*TASK DETAILS*: On every line of the listing, check for "struct"; copy the lines that have it.
BEGIN
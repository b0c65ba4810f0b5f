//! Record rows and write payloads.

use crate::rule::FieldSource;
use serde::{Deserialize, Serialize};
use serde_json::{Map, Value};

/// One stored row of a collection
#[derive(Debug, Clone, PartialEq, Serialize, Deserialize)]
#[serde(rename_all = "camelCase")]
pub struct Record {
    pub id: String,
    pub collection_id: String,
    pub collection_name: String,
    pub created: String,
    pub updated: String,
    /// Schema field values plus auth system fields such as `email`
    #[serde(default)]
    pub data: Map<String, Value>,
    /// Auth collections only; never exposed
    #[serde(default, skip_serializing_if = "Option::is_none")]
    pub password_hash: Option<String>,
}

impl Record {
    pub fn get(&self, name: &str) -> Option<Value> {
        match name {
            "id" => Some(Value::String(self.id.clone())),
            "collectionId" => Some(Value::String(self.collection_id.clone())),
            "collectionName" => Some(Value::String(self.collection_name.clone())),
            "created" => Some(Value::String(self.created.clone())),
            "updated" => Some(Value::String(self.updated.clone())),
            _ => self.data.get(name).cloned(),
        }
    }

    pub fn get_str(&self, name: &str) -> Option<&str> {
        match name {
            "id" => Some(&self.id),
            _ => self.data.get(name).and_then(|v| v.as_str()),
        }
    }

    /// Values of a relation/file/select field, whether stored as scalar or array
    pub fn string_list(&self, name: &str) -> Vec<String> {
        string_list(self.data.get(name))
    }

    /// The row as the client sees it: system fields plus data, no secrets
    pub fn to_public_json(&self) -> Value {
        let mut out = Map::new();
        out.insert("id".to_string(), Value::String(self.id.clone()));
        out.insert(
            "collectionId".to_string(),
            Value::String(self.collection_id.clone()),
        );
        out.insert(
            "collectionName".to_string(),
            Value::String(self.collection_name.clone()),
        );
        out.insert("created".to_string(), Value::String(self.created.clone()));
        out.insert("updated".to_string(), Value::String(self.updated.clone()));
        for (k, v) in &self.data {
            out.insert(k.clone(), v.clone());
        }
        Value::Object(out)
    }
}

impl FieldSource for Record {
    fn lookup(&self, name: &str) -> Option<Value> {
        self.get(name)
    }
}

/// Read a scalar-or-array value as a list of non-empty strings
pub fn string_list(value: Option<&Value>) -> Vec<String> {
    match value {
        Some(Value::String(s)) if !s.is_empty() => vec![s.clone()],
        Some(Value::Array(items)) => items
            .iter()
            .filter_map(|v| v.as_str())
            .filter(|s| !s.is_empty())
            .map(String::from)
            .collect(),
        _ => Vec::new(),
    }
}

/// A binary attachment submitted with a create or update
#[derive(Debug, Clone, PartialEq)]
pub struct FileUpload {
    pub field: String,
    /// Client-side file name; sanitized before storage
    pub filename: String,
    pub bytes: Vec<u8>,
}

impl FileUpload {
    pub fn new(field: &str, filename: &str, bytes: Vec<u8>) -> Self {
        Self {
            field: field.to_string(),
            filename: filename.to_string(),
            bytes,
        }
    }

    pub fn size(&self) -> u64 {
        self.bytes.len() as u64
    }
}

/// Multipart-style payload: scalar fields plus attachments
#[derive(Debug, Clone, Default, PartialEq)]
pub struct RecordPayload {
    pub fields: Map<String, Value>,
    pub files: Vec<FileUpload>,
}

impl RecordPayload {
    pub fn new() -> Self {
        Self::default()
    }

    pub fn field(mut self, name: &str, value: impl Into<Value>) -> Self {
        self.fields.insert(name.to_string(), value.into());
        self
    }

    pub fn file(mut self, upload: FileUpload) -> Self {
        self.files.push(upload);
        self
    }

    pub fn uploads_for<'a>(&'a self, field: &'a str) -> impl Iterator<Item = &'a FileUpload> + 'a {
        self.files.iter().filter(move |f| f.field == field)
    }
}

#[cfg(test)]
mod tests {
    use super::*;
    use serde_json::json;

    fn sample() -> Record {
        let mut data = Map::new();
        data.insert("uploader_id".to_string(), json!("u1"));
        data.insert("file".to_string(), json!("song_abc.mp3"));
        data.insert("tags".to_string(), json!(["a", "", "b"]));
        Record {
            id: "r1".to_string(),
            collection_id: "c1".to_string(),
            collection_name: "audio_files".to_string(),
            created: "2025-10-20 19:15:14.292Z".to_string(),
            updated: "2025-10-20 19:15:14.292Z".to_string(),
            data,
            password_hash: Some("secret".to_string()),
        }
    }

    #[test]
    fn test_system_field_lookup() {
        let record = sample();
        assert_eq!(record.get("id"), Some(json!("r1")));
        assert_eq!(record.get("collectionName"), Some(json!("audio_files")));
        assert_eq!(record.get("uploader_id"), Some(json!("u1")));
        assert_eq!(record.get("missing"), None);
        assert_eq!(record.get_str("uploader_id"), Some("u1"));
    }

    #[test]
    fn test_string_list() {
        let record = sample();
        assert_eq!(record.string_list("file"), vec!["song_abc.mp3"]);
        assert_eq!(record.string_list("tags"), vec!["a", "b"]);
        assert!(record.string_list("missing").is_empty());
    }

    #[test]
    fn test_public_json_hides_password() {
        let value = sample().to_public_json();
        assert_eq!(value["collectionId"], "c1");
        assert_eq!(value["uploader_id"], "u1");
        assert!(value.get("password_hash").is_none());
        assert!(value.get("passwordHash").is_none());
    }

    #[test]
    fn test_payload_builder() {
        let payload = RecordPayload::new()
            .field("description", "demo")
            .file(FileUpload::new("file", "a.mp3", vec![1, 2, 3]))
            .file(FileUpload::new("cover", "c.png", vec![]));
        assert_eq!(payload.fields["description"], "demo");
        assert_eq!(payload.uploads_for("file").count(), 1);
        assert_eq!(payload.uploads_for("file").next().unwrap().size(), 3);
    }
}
END
*EXERCISE SOLUTION*:
pub struct Record {
pub struct FileUpload {
pub struct RecordPayload {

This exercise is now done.